Alternative way to split a list into groups of n [duplicate]
Let's say I have a list of arbitrary length, L:
L = list(range(1000))
What is the best way to split that list int开发者_如何学Pythono groups of n? This is the best structure that I have been able to come up with, and for some reason it does not feel like it is the best way of accomplishing the task:
n = 25
for i in range(0, len(L), n):
chunk = L[i:i+25]
Is there a built-in to do this I'm missing?
Edit: Early answers are reworking my for loop into a listcomp, which is not the idea; you're basically giving me my exact answer back in a different form. I'm seeing if there's an alternate means to accomplish this, like a hypothetical .split on lists or something. I also do use this as a generator in some code that I wrote last night:
def split_list(L, n):
assert type(L) is list, "L is not a list"
for i in range(0, len(L), n):
yield L[i:i+n]
Here you go:
list_of_groups = zip(*(iter(the_list),) * group_size)
Example:
print zip(*(iter(range(10)),) * 3)
[(0, 1, 2), (3, 4, 5), (6, 7, 8)]
If the number of elements is not divisible by N but you still want to include them you can use izip_longest but it is only available since python 2.6
izip_longest(*(iter(range(10)),) * 3)
The result is a generator so you need to convert it into a list if you want to print it.
Finally, if you don't have python 2.6 and stuck with an older version but you still want to have the same result you can use map:
print map(None, *(iter(range(10)),) * 3)
[(0, 1, 2), (3, 4, 5), (6, 7, 8), (9, None, None)]

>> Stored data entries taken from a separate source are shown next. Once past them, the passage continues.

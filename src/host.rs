// SPDX-License-Identifier: Apache-2.0
//
// Licensed under the Apache License, Version 2.0 (the "License");
// you may not use this file except in compliance with the License.
// You may obtain a copy of the License at
//
// 	http://www.apache.org/licenses/LICENSE-2.0
//
// Unless required by applicable law or agreed to in writing, software
// distributed under the License is distributed on an "AS IS" BASIS,
// WITHOUT WARRANTIES OR CONDITIONS OF ANY KIND, either express or implied.
// See the License for the specific language governing permissions and
// limitations under the License.

//! The dynamic value shape this crate hands across the host-language
//! binding boundary (spec §6, item 4: "Host conversion"). The binding layer
//! itself - the thing that turns a `HostValue` into a Python/Lua/whatever
//! object - is an out-of-scope collaborator (spec §1); this module only
//! fixes the shape of the handoff.

use std::collections::BTreeMap;

#[cfg(feature = "serde")]
use serde::{Deserialize, Serialize};

/// A minimal dynamically-typed value standing in for "some host language's
/// object model", analogous to the role `serde_json::Value` plays for JSON.
#[derive(Debug, Clone, PartialEq)]
#[cfg_attr(feature = "serde", derive(Serialize, Deserialize))]
#[cfg_attr(feature = "serde", serde(untagged))]
pub enum HostValue {
    Null,
    Bool(bool),
    Int(i64),
    Float(f64),
    String(String),
    Bytes(Vec<u8>),
    Seq(Vec<HostValue>),
    Map(Vec<(HostValue, HostValue)>),
    Attrs(BTreeMap<String, HostValue>),
}

impl HostValue {
    pub fn is_null(&self) -> bool {
        matches!(self, HostValue::Null)
    }

    pub fn as_attrs(&self) -> Option<&BTreeMap<String, HostValue>> {
        match self {
            HostValue::Attrs(m) => Some(m),
            _ => None,
        }
    }

    pub fn as_seq(&self) -> Option<&[HostValue]> {
        match self {
            HostValue::Seq(s) => Some(s),
            _ => None,
        }
    }
}

// Spec §4.1's `to_host_object`/`from_host_object` contract is implemented as
// inherent methods directly on `Value` (`value::Value::to_host_object` /
// `Value::from_host_object`) rather than as traits here: `from_host_object`
// is schema-driven (it needs the target `TypeMetaRef` to know how to
// interpret a bundle's keyed-vs-sequence host shape), so a `Self`-returning
// trait method can't express it without threading the schema through an
// associated type per impl, which buys nothing over a plain function.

I'd like to add some speed comparison between the different methods presented so far:
python -m timeit -s 'from itertools import izip_longest; L = range(1000)' 'list(izip_longest(*(iter(L),) * 3))'
10000 loops, best of 3: 47.1 usec per loop
python -m timeit -s 'L = range(1000)' 'zip(*(iter(L),) * 3)'
10000 loops, best of 3: 50.1 usec per loop
python -m timeit -s 'L = range(1000)' 'map(None, *(iter(L),) * 3)'
10000 loops, best of 3: 50.7 usec per loop
python -m timeit -s 'L = range(1000)' '[L[i:i+3] for i in range(0, len(L), 3)]'
10000 loops, best of 3: 157 usec per loop
python -m timeit -s 'import itertools; L = range(1000)' '[list(group) for key, group in itertools.groupby(L, lambda k: k//3)]'
1000 loops, best of 3: 1.41 msec per loop
The list comprehension and the group by methods are clearly slower than zip, izip_longest and map
How about:
>>> n = 2
>>> l = [1,2,3,4,5,6,7,8,9]
>>> [l[i:i+n] for i in range(0, len(l), n)]

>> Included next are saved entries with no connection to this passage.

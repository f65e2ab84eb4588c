// SPDX-License-Identifier: Apache-2.0
//
// Licensed under the Apache License, Version 2.0 (the "License");
// you may not use this file except in compliance with the License.
// You may obtain a copy of the License at
//
// 	http://www.apache.org/licenses/LICENSE-2.0
//
// Unless required by applicable law or agreed to in writing, software
// distributed under the License is distributed on an "AS IS" BASIS,
// WITHOUT WARRANTIES OR CONDITIONS OF ANY KIND, either express or implied.
// See the License for the specific language governing permissions and
// limitations under the License.

//! The scalar half of the `type_ops` vtable (spec §4.1).
//!
//! A scalar leaf type is erased behind the [`ScalarOps`] trait object so
//! `TypeMeta` can describe arbitrary host-registered scalar kinds (not just
//! the handful built in here) without the registry needing a generic
//! parameter.

use std::any::Any;
use std::fmt;
use std::hash::{Hash, Hasher};
use std::marker::PhantomData;
use std::sync::Arc;

use num_traits::ToPrimitive;

use crate::error::{Error, Result};
use crate::host::HostValue;

/// Object-safe erased operations for one scalar type, registered once per
/// type and shared (by `Arc`) across every [`TypeMeta`](super::TypeMeta) and
/// [`ScalarBox`] of that type.
pub trait ScalarOps: Send + Sync + fmt::Debug {
    fn type_name(&self) -> &'static str;
    fn default_value(&self) -> Box<dyn Any + Send + Sync>;
    fn clone_value(&self, v: &dyn Any) -> Box<dyn Any + Send + Sync>;
    fn equals(&self, a: &dyn Any, b: &dyn Any) -> bool;
    fn hash_value(&self, v: &dyn Any, state: &mut dyn Hasher);
    fn to_string_value(&self, v: &dyn Any) -> String;
    fn to_host_object(&self, v: &dyn Any) -> HostValue;
    fn from_host_object(&self, src: &HostValue) -> Result<Box<dyn Any + Send + Sync>>;
    /// The "single scalar conversion contract" spec §1 carves out of the
    /// numeric-library-interop non-goal: a best-effort projection to `f64`
    /// for scalar kinds that are numeric, `None` otherwise.
    fn to_f64(&self, v: &dyn Any) -> Option<f64>;
}

/// Marker bound for a type that can back a registered scalar `TypeMeta`.
pub trait ScalarKind:
    Clone + PartialEq + fmt::Debug + Hash + Default + Send + Sync + 'static
{
}

impl<T> ScalarKind for T where T: Clone + PartialEq + fmt::Debug + Hash + Default + Send + Sync + 'static
{}

/// Blanket [`ScalarOps`] implementation for any [`ScalarKind`] that also
/// knows how to cross the host-object boundary.
pub struct ScalarOpsImpl<T> {
    name: &'static str,
    _marker: PhantomData<fn() -> T>,
}

impl<T> ScalarOpsImpl<T> {
    pub fn new(name: &'static str) -> Arc<dyn ScalarOps>
    where
        T: ScalarKind + ToHostScalar + FromHostScalar + ToNumeric,
    {
        Arc::new(Self {
            name,
            _marker: PhantomData,
        })
    }
}

impl<T> fmt::Debug for ScalarOpsImpl<T> {
    fn fmt(&self, f: &mut fmt::Formatter<'_>) -> fmt::Result {
        f.debug_struct("ScalarOpsImpl").field("name", &self.name).finish()
    }
}

/// Per-type host-object conversion, implemented for the builtin scalar kinds
/// below and by anything an embedder registers alongside its own scalar type.
pub trait ToHostScalar {
    fn to_host(&self) -> HostValue;
}

pub trait FromHostScalar: Sized {
    fn from_host(src: &HostValue) -> Result<Self>;
}

pub trait ToNumeric {
    fn to_numeric(&self) -> Option<f64>;
}

fn downcast<T: 'static>(v: &dyn Any) -> &T {
    v.downcast_ref::<T>()
        .expect("ScalarOps dispatched against a value of a different concrete type")
}

impl<T> ScalarOps for ScalarOpsImpl<T>
where
    T: ScalarKind + ToHostScalar + FromHostScalar + ToNumeric,
{
    fn type_name(&self) -> &'static str {
        self.name
    }

    fn default_value(&self) -> Box<dyn Any + Send + Sync> {
        Box::new(T::default())
    }

    fn clone_value(&self, v: &dyn Any) -> Box<dyn Any + Send + Sync> {
        Box::new(downcast::<T>(v).clone())
    }

    fn equals(&self, a: &dyn Any, b: &dyn Any) -> bool {
        downcast::<T>(a) == downcast::<T>(b)
    }

    fn hash_value(&self, v: &dyn Any, mut state: &mut dyn Hasher) {
        downcast::<T>(v).hash(&mut state);
    }

    fn to_string_value(&self, v: &dyn Any) -> String {
        format!("{:?}", downcast::<T>(v))
    }

    fn to_host_object(&self, v: &dyn Any) -> HostValue {
        downcast::<T>(v).to_host()
    }

    fn from_host_object(&self, src: &HostValue) -> Result<Box<dyn Any + Send + Sync>> {
        Ok(Box::new(T::from_host(src)?))
    }

    fn to_f64(&self, v: &dyn Any) -> Option<f64> {
        downcast::<T>(v).to_numeric()
    }
}

macro_rules! impl_int_scalar {
    ($t:ty) => {
        impl ToHostScalar for $t {
            fn to_host(&self) -> HostValue {
                HostValue::Int(*self as i64)
            }
        }
        impl FromHostScalar for $t {
            fn from_host(src: &HostValue) -> Result<Self> {
                match src {
                    HostValue::Int(n) => Ok(*n as $t),
                    HostValue::Null => Err(Error::NullNotAllowed(stringify!($t).into())),
                    other => Err(Error::HostShapeMismatch {
                        expected: stringify!($t).into(),
                        found: format!("{:?}", other),
                    }),
                }
            }
        }
        impl ToNumeric for $t {
            fn to_numeric(&self) -> Option<f64> {
                self.to_f64()
            }
        }
    };
}

impl_int_scalar!(i64);
impl_int_scalar!(i32);
impl_int_scalar!(u64);

impl ToHostScalar for f64 {
    fn to_host(&self) -> HostValue {
        HostValue::Float(*self)
    }
}
impl FromHostScalar for f64 {
    fn from_host(src: &HostValue) -> Result<Self> {
        match src {
            HostValue::Float(f) => Ok(*f),
            HostValue::Int(n) => Ok(*n as f64),
            HostValue::Null => Err(Error::NullNotAllowed("f64".into())),
            other => Err(Error::HostShapeMismatch {
                expected: "f64".into(),
                found: format!("{:?}", other),
            }),
        }
    }
}
impl ToNumeric for f64 {
    fn to_numeric(&self) -> Option<f64> {
        Some(*self)
    }
}

impl ToHostScalar for bool {
    fn to_host(&self) -> HostValue {
        HostValue::Bool(*self)
    }
}
impl FromHostScalar for bool {
    fn from_host(src: &HostValue) -> Result<Self> {
        match src {
            HostValue::Bool(b) => Ok(*b),
            HostValue::Null => Err(Error::NullNotAllowed("bool".into())),
            other => Err(Error::HostShapeMismatch {
                expected: "bool".into(),
                found: format!("{:?}", other),
            }),
        }
    }
}
impl ToNumeric for bool {
    fn to_numeric(&self) -> Option<f64> {
        None
    }
}

impl ToHostScalar for String {
    fn to_host(&self) -> HostValue {
        HostValue::String(self.clone())
    }
}
impl FromHostScalar for String {
    fn from_host(src: &HostValue) -> Result<Self> {
        match src {
            HostValue::String(s) => Ok(s.clone()),
            HostValue::Null => Err(Error::NullNotAllowed("String".into())),
            other => Err(Error::HostShapeMismatch {
                expected: "String".into(),
                found: format!("{:?}", other),
            }),
        }
    }
}
impl ToNumeric for String {
    fn to_numeric(&self) -> Option<f64> {
        None
    }
}

#[cfg(test)]
mod tests {
    use super::*;

    #[test]
    fn i64_roundtrips_through_host() {
        let ops = ScalarOpsImpl::<i64>::new("i64");
        let v: Box<dyn Any + Send + Sync> = Box::new(42i64);
        let host = ops.to_host_object(v.as_ref());
        assert_eq!(host, HostValue::Int(42));
        let back = ops.from_host_object(&host).unwrap();
        assert!(ops.equals(v.as_ref(), back.as_ref()));
    }

    #[test]
    fn null_rejected_for_non_nullable_scalar() {
        let ops = ScalarOpsImpl::<f64>::new("f64");
        let err = ops.from_host_object(&HostValue::Null).unwrap_err();
        assert!(matches!(err, Error::NullNotAllowed(_)));
    }
}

[[1, 2], [3, 4], [5, 6], [7, 8], [9]]
A Python recipe (In Python 2.6, use itertools.izip_longest):
def grouper(n, iterable, fillvalue=None):
"grouper(3, 'ABCDEFG', 'x') --> ABC DEF Gxx"
args = [iter(iterable)] * n
return itertools.zip_longest(*args, fillvalue=fillvalue)
Example usage:
>>> list(grouper(3, range(9)))
[(0, 1, 2), (3, 4, 5), (6, 7, 8)]
>>> list(grouper(3, range(10)))
[(0, 1, 2), (3, 4, 5), (6, 7, 8), (9, None, None)]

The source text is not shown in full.